Work to be completed: What is needed is each line of the data below that holds the string "ProcessToolchain".

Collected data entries
◇ ◇ ◇ ◇ ◇ ◇ ◇

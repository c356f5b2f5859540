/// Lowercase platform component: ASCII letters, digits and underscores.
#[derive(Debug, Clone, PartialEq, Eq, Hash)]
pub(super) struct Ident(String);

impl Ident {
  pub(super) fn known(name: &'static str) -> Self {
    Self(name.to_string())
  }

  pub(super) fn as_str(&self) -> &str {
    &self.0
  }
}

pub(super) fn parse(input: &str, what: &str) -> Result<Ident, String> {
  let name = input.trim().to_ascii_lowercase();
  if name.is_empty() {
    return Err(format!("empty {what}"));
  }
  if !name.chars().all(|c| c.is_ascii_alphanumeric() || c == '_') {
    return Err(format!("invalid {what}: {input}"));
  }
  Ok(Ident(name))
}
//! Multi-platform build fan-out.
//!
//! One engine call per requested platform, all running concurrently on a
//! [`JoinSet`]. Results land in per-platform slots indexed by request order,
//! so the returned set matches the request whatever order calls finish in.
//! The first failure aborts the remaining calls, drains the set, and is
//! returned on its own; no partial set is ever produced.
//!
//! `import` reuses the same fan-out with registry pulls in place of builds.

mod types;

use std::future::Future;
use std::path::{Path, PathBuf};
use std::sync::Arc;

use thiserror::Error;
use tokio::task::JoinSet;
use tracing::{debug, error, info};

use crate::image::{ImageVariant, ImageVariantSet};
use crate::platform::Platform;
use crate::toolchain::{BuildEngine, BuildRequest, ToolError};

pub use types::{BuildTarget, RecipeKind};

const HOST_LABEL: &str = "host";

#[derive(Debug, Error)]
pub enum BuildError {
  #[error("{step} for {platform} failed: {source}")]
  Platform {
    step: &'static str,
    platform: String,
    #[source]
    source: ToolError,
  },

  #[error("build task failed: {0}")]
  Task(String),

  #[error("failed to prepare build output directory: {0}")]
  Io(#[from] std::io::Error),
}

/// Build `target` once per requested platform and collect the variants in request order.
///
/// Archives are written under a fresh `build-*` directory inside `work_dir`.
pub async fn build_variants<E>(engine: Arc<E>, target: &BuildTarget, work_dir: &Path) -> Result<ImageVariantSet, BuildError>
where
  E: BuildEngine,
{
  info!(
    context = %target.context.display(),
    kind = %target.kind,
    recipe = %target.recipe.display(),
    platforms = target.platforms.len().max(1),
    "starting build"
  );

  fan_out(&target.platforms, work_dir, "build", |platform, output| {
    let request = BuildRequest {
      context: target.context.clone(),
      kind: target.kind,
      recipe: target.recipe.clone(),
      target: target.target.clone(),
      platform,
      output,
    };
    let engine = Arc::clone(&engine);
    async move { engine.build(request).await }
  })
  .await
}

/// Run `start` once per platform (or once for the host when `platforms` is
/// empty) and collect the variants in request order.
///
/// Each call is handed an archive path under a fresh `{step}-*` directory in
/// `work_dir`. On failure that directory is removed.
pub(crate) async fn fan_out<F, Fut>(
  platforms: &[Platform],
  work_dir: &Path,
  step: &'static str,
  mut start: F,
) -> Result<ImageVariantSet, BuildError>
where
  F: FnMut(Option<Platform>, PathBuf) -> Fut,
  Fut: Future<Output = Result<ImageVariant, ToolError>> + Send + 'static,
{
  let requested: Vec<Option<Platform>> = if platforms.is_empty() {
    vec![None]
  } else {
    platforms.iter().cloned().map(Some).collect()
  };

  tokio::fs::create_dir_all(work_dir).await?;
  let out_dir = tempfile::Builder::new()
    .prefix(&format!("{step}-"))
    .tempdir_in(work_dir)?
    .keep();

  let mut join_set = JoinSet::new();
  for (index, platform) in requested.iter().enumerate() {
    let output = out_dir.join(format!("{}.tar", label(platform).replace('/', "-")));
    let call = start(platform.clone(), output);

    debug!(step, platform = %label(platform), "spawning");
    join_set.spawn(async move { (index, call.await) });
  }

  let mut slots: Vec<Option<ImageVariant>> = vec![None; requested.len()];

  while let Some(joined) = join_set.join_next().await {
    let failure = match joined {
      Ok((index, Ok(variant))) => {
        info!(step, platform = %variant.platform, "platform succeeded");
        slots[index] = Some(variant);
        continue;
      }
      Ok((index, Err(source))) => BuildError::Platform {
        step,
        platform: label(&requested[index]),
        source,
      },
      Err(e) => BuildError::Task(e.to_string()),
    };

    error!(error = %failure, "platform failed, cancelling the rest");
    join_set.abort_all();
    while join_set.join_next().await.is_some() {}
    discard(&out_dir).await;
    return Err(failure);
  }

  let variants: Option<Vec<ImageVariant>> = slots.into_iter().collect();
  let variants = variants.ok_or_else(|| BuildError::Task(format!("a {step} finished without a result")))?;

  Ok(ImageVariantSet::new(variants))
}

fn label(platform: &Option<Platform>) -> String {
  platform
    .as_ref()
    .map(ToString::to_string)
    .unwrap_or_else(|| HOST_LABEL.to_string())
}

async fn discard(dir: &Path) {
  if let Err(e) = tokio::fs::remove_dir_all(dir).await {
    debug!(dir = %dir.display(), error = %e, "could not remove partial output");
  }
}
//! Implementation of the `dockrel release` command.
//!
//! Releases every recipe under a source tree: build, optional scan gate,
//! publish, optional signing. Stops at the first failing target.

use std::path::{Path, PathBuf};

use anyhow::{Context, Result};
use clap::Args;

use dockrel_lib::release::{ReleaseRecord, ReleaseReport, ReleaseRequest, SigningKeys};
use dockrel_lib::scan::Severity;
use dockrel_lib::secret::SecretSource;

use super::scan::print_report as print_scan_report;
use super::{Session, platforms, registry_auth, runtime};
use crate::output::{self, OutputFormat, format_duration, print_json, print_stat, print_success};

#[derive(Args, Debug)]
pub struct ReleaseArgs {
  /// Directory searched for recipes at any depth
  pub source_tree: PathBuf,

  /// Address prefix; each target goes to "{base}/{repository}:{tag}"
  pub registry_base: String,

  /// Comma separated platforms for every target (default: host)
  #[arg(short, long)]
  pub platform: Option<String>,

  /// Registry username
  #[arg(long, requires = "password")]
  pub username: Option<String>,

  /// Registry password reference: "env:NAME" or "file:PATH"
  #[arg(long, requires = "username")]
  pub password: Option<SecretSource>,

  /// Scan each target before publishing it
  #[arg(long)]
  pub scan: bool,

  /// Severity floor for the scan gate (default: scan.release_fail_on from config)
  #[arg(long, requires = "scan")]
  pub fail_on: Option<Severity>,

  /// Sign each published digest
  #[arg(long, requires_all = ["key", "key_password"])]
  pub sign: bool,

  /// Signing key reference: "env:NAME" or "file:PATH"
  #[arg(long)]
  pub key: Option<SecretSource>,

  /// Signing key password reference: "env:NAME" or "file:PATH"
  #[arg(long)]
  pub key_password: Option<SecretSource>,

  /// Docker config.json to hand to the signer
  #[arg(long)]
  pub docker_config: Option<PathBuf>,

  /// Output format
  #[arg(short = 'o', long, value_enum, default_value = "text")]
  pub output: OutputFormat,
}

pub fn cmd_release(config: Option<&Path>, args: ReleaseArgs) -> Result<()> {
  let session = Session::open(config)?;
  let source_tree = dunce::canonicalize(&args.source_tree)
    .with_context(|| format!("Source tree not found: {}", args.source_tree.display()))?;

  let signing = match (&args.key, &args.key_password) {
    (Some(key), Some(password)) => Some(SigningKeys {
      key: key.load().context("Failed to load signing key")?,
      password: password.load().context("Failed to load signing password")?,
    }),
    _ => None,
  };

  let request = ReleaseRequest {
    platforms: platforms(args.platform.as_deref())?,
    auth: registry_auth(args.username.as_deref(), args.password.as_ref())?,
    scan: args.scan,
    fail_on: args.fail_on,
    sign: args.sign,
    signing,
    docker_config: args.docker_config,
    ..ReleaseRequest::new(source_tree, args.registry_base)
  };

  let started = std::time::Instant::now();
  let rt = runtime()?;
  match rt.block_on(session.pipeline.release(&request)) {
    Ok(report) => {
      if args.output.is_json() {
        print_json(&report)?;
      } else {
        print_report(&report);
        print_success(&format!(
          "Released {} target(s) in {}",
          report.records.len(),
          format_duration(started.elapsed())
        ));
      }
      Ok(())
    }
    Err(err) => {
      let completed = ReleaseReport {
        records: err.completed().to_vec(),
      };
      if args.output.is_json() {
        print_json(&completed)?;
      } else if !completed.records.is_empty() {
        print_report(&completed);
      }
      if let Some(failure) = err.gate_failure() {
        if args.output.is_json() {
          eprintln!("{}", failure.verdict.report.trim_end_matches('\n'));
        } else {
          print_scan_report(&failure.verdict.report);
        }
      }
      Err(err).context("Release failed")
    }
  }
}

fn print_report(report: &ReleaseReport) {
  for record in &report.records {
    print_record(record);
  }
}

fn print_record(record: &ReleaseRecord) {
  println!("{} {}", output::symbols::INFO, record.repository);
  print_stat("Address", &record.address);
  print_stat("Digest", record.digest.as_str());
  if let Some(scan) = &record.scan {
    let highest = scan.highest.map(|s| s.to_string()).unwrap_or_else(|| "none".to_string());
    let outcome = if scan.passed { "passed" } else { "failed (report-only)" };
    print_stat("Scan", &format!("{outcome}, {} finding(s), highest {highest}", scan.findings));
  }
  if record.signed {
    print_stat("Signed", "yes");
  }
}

◇ ◇ ◇ ◇ ◇ ◇ ◇

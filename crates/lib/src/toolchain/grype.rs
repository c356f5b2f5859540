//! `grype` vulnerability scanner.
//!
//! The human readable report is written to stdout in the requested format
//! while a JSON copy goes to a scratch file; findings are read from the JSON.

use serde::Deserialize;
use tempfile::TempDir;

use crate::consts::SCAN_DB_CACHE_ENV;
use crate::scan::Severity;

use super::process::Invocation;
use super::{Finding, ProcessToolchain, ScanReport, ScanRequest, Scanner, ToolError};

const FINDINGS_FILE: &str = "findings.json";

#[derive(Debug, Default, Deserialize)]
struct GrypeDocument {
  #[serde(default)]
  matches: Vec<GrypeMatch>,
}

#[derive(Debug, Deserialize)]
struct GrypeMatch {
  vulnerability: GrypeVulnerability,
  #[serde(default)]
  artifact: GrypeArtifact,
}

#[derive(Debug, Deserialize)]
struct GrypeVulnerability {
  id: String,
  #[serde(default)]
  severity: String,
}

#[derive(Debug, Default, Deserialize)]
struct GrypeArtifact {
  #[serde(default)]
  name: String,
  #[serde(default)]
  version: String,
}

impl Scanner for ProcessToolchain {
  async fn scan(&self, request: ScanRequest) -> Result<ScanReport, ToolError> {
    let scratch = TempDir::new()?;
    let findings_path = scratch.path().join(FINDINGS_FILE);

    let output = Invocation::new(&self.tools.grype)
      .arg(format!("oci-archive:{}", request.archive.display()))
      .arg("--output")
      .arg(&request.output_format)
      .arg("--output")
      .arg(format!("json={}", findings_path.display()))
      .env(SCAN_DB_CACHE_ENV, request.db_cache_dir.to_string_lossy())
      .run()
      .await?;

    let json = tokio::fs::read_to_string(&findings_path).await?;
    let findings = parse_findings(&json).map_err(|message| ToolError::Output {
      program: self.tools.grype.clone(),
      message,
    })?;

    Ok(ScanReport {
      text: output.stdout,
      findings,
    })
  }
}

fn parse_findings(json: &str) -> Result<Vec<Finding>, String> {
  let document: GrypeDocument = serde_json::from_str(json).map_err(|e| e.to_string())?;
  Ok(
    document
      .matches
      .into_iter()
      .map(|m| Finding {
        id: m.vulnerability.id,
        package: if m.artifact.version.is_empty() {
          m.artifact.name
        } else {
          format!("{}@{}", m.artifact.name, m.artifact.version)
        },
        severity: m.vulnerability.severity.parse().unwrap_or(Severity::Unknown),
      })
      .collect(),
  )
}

◇ ◇ ◇ ◇ ◇ ◇ ◇

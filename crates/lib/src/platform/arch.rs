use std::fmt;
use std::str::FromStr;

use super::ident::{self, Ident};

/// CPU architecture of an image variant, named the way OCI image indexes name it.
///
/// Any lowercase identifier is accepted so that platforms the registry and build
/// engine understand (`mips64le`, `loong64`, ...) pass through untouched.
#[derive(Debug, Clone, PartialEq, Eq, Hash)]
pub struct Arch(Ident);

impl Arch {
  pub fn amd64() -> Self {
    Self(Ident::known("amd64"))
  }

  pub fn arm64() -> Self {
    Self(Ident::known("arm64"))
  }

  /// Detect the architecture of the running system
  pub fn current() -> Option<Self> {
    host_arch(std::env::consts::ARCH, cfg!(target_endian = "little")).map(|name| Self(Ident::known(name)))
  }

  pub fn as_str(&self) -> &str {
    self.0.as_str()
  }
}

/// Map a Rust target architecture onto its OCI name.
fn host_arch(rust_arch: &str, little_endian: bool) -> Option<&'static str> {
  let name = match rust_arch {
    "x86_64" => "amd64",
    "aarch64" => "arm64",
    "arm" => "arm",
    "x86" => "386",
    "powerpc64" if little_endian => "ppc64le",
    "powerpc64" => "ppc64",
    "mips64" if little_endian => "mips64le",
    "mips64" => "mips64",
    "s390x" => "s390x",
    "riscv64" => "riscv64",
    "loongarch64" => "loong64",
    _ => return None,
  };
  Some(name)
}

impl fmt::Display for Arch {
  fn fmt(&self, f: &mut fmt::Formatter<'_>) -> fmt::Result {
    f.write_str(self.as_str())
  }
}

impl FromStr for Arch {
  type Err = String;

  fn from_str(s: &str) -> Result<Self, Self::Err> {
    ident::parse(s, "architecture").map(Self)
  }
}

◇ ◇ ◇ ◇ ◇ ◇ ◇

Your response:
use super::{Finding, ProcessToolchain, ScanReport, ScanRequest, Scanner, ToolError};
impl Scanner for ProcessToolchain {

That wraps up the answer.